Officiellement, Alger veut enquêter sur les négociations qui ont eu lieu entre la DGSE (services secrets français) et le GIA, le groupe islamique armé qui aurait enlevé les sept moines. Mais, ce qui intrigue, c’est le fait que cette demande algérienne intervient quelques jours après que juge français Marc Trévidic, chargé de faire la lumière sur ces assassinats, ait fait part de son exaspération dans les médias. Il attend toujours l’invitation officielle d’Alger pour assister à l’autopsie des têtes des moines.
Selon Maître Patrick Baudouin, l’avocat des familles des victimes, cette demande d’audition n’est qu’une diversion. Alger réclame deux auditions dans le dossier des moines de Tibhirine. Me Baudouin s’est confié à Radio Vatican.
Par ailleurs, nos confrères de La Croix, rappellent que deux enquêtes parallèles ont officiellement été lancées par Alger et Paris. En France, elle a été menée par le juge Jean-Louis Bruguière, puis par Marc Trévidic depuis 2007. Ce dernier a recueilli un témoignage affirmant que ce serait l’armée algérienne qui aurait tué les moines par erreur, et fait ensuite croire que ces morts étaient l’œuvre du GIA.
Marc Trévidic souhaite se rendre en Algérie pour exhumer et examiner les corps des sept victimes.
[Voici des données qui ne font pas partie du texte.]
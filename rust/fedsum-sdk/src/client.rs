mod ws;

pub use self::ws::{connect, WsClient, WsReceiver};

use thiserror::Error;

/// Errors of the websocket client.
#[derive(Debug, Error)]
pub enum ClientError {
    #[error("websocket error: {0}")]
    Websocket(#[from] tokio_tungstenite::tungstenite::Error),
}
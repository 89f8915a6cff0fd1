use std::path::Path;
use tsk_checker::module_lookup::{file_key, is_relative_specifier, normalize_path, resolve_module_name};

fn exists_in<'a>(files: &'a [&'a str]) -> impl Fn(&str) -> bool + 'a {
    move |candidate| files.iter().any(|file| *file == candidate)
}

#[test]
fn test_normalize_path_folds_dots() {
    assert_eq!(
        normalize_path(Path::new("/a/./b/../c/d.ts")),
        Path::new("/a/c/d.ts")
    );
    assert_eq!(normalize_path(Path::new("../x.ts")), Path::new("../x.ts"));
    assert_eq!(file_key("/a/b/./c.ts"), "/a/b/c.ts");
}

#[test]
fn test_relative_specifier_detection() {
    assert!(is_relative_specifier("./a"));
    assert!(is_relative_specifier("../a"));
    assert!(is_relative_specifier("."));
    assert!(!is_relative_specifier("pkg"));
    assert!(!is_relative_specifier("@scope/pkg"));
    assert!(!is_relative_specifier(".hidden"));
}

#[test]
fn test_relative_extension_probing_order() {
    let files = ["/p/src/util.tsx", "/p/src/util.d.ts"];
    assert_eq!(
        resolve_module_name("./util", "/p/src/app.ts", exists_in(&files)).as_deref(),
        Some("/p/src/util.tsx")
    );
}

#[test]
fn test_js_specifier_maps_to_ts_source() {
    let files = ["/p/src/util.ts"];
    assert_eq!(
        resolve_module_name("./util.js", "/p/src/app.ts", exists_in(&files)).as_deref(),
        Some("/p/src/util.ts")
    );
}

#[test]
fn test_directory_index() {
    let files = ["/p/src/lib/index.ts"];
    assert_eq!(
        resolve_module_name("../src/lib", "/p/src/app.ts", exists_in(&files)).as_deref(),
        Some("/p/src/lib/index.ts")
    );
}

#[test]
fn test_bare_specifier_walks_up_node_modules() {
    let files = ["/p/node_modules/marker/index.d.ts"];
    assert_eq!(
        resolve_module_name("marker", "/p/src/deep/app.ts", exists_in(&files)).as_deref(),
        Some("/p/node_modules/marker/index.d.ts")
    );
}

#[test]
fn test_nearest_node_modules_wins() {
    let files = [
        "/p/node_modules/marker/index.d.ts",
        "/p/src/node_modules/marker/index.d.ts",
    ];
    assert_eq!(
        resolve_module_name("marker", "/p/src/app.ts", exists_in(&files)).as_deref(),
        Some("/p/src/node_modules/marker/index.d.ts")
    );
}

#[test]
fn test_types_package_fallback() {
    let files = ["/p/node_modules/@types/marker/index.d.ts"];
    assert_eq!(
        resolve_module_name("marker", "/p/app.ts", exists_in(&files)).as_deref(),
        Some("/p/node_modules/@types/marker/index.d.ts")
    );
}

#[test]
fn test_missing_module() {
    let files: [&str; 0] = [];
    assert_eq!(resolve_module_name("./nope", "/p/app.ts", exists_in(&files)), None);
    assert_eq!(resolve_module_name("nope", "/p/app.ts", exists_in(&files)), None);
}
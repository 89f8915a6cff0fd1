//! Type Printer - Convert TypeId to TypeScript syntax
//!
//! Output follows `typeToString`: keyword types by name, string literals in
//! double quotes, object types as `{ a: string; b?: number; }`, named types
//! by their declared name plus type arguments.

use crate::interner::TypeInterner;
use crate::types::{FunctionShape, LiteralValue, ObjectShape, TypeData, TypeId};
use tsk_ast::is_identifier_text;
use tsk_common::limits::MAX_TYPE_PRINT_DEPTH;

/// Prints types as TypeScript syntax.
///
/// # Examples
///
/// ```
/// use tsk_checker::{TypeId, TypeInterner, TypePrinter};
///
/// let interner = TypeInterner::new();
/// let printer = TypePrinter::new(&interner);
/// assert_eq!(printer.print_type(TypeId::STRING), "string");
/// assert_eq!(printer.print_type(TypeId::NUMBER), "number");
/// ```
pub struct TypePrinter<'a> {
    interner: &'a TypeInterner,
    max_depth: u32,
}

impl<'a> TypePrinter<'a> {
    pub fn new(interner: &'a TypeInterner) -> Self {
        Self {
            interner,
            max_depth: MAX_TYPE_PRINT_DEPTH,
        }
    }

    /// Nesting beyond `max_depth` prints as `...`.
    pub fn with_max_depth(mut self, max_depth: u32) -> Self {
        self.max_depth = max_depth;
        self
    }

    /// Convert a TypeId to TypeScript syntax string.
    pub fn print_type(&self, type_id: TypeId) -> String {
        let mut out = String::new();
        self.write_type(&mut out, type_id, 0);
        out
    }

    fn write_type(&self, out: &mut String, type_id: TypeId, depth: u32) {
        if depth > self.max_depth {
            out.push_str("...");
            return;
        }

        let Some(data) = self.interner.lookup(type_id) else {
            out.push_str("any");
            return;
        };

        match data {
            TypeData::Intrinsic(name) => out.push_str(name),
            TypeData::Literal(literal) => self.write_literal(out, &literal),
            TypeData::Array(element) => {
                let needs_parens = matches!(
                    self.interner.get(element),
                    Some(TypeData::Union(_) | TypeData::Function(_))
                );
                if needs_parens {
                    out.push('(');
                }
                self.write_type(out, element, depth + 1);
                if needs_parens {
                    out.push(')');
                }
                out.push_str("[]");
            }
            TypeData::Union(members) => {
                for (i, member) in members.iter().enumerate() {
                    if i > 0 {
                        out.push_str(" | ");
                    }
                    let is_function = matches!(self.interner.get(*member), Some(TypeData::Function(_)));
                    if is_function {
                        out.push('(');
                    }
                    self.write_type(out, *member, depth + 1);
                    if is_function {
                        out.push(')');
                    }
                }
            }
            TypeData::Object(shape) => self.write_object(out, &shape, depth),
            TypeData::Function(shape) => self.write_function(out, &shape, depth),
            TypeData::Interface {
                name,
                type_arguments,
                ..
            }
            | TypeData::Alias {
                name,
                type_arguments,
                ..
            } => {
                out.push_str(&name);
                self.write_type_arguments(out, &type_arguments, depth);
            }
            TypeData::TypeParameter(name) => out.push_str(&name),
        }
    }

    fn write_literal(&self, out: &mut String, literal: &LiteralValue) {
        match literal {
            LiteralValue::String(text) => {
                out.push('"');
                for ch in text.chars() {
                    match ch {
                        '"' => out.push_str("\\\""),
                        '\\' => out.push_str("\\\\"),
                        '\n' => out.push_str("\\n"),
                        _ => out.push(ch),
                    }
                }
                out.push('"');
            }
            LiteralValue::Number(text) => out.push_str(text),
            LiteralValue::Boolean(value) => out.push_str(if *value { "true" } else { "false" }),
        }
    }

    fn write_type_arguments(&self, out: &mut String, args: &[TypeId], depth: u32) {
        if args.is_empty() {
            return;
        }
        out.push('<');
        for (i, arg) in args.iter().enumerate() {
            if i > 0 {
                out.push_str(", ");
            }
            self.write_type(out, *arg, depth + 1);
        }
        out.push('>');
    }

    fn write_object(&self, out: &mut String, shape: &ObjectShape, depth: u32) {
        if shape.properties.is_empty() {
            out.push_str("{}");
            return;
        }
        out.push_str("{ ");
        for prop in &shape.properties {
            if prop.readonly {
                out.push_str("readonly ");
            }
            if is_identifier_text(&prop.name) || prop.name.parse::<f64>().is_ok() {
                out.push_str(&prop.name);
            } else {
                self.write_literal(out, &LiteralValue::String(prop.name.clone()));
            }
            if prop.optional {
                out.push('?');
            }
            match self.interner.get(prop.type_id) {
                Some(TypeData::Function(func)) if prop.is_method => {
                    self.write_params(out, func, depth + 1);
                    out.push_str(": ");
                    self.write_type(out, func.return_type, depth + 1);
                }
                _ => {
                    out.push_str(": ");
                    self.write_type(out, prop.type_id, depth + 1);
                }
            }
            out.push_str("; ");
        }
        out.push('}');
    }

    fn write_function(&self, out: &mut String, shape: &FunctionShape, depth: u32) {
        self.write_params(out, shape, depth + 1);
        out.push_str(" => ");
        self.write_type(out, shape.return_type, depth + 1);
    }

    fn write_params(&self, out: &mut String, shape: &FunctionShape, depth: u32) {
        out.push('(');
        for (i, param) in shape.params.iter().enumerate() {
            if i > 0 {
                out.push_str(", ");
            }
            out.push_str(&param.name);
            if param.optional {
                out.push('?');
            }
            out.push_str(": ");
            self.write_type(out, param.type_id, depth);
        }
        out.push(')');
    }
}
Il a obtenu l’accord des autorités algériennes fin 2013, mais n’a jamais reçu l’invitation officielle depuis.
Selon La Croix, la justice algérienne aurait transmis une commission rogatoire à la justice française, lui demandant l’audition de Pierre Le Doaré et de Jean-Charles Marchiani. Le premier était chef d’antenne de la Direction Générale de la Sécurité Extérieure (DGSE) à Alger de 1994 à 1996. Il a eu des contacts directs avec un négociateur envoyé par le GIA. Il dit aussi, selon El Watan, avoir rédigé des rapports qui auraient disparu de la procédure française. Jean-Charles Marchiani est aussi un ex-officier de la DGSE. Proche de l’ancien ministre Charles Pasqua, il a été mis en cause dans plusieurs affaires de trafic d’influence. Lors de l’enlèvement des moines de Tibhirine, il avait mené une mission de négociation, qui avait été stoppée par Alain Juppé, alors Premier ministre français. L’ex-officier avait déclaré que cela avait « signé l’arrêt de mort » des sept moines, car cette démarche était « sur le point d’aboutir. »
Jusqu’à ce jour, aucune réponse n’a été donnée par les autorités françaises à leurs homologues algériennes émettrices de la commission rogatoire, précise le quotidien français.